[ABOUT THIS EXERCISE]: A faithful transcription of all lines below is the expected answer.

========

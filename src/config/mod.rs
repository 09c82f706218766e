//! Configuration model for lockfile.
//!
//! `Config` describes how locks are taken: which backend, whether holders
//! are per-thread, and how long and how often to retry. It is usually read
//! from a YAML file passed with `--config`. Unknown fields are ignored and
//! every field has a default, so an empty document is a valid config.

mod model;
mod operations;
pub mod types;

#[cfg(test)]
mod tests;

// Re-export public API
pub use model::Config;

========

[SOLUTION TO THE PROBLEM]:
filename src/config/mod.rs
repository 09c82f706218766e
//! Configuration model for lockfile.
//!
//! `Config` describes how locks are taken: which backend, whether holders
//! are per-thread, and how long and how often to retry. It is usually read
//! from a YAML file passed with `--config`. Unknown fields are ignored and
//! every field has a default, so an empty document is a valid config.

mod model;
mod operations;
pub mod types;

#[cfg(test)]
mod tests;

// Re-export public API
pub use model::Config;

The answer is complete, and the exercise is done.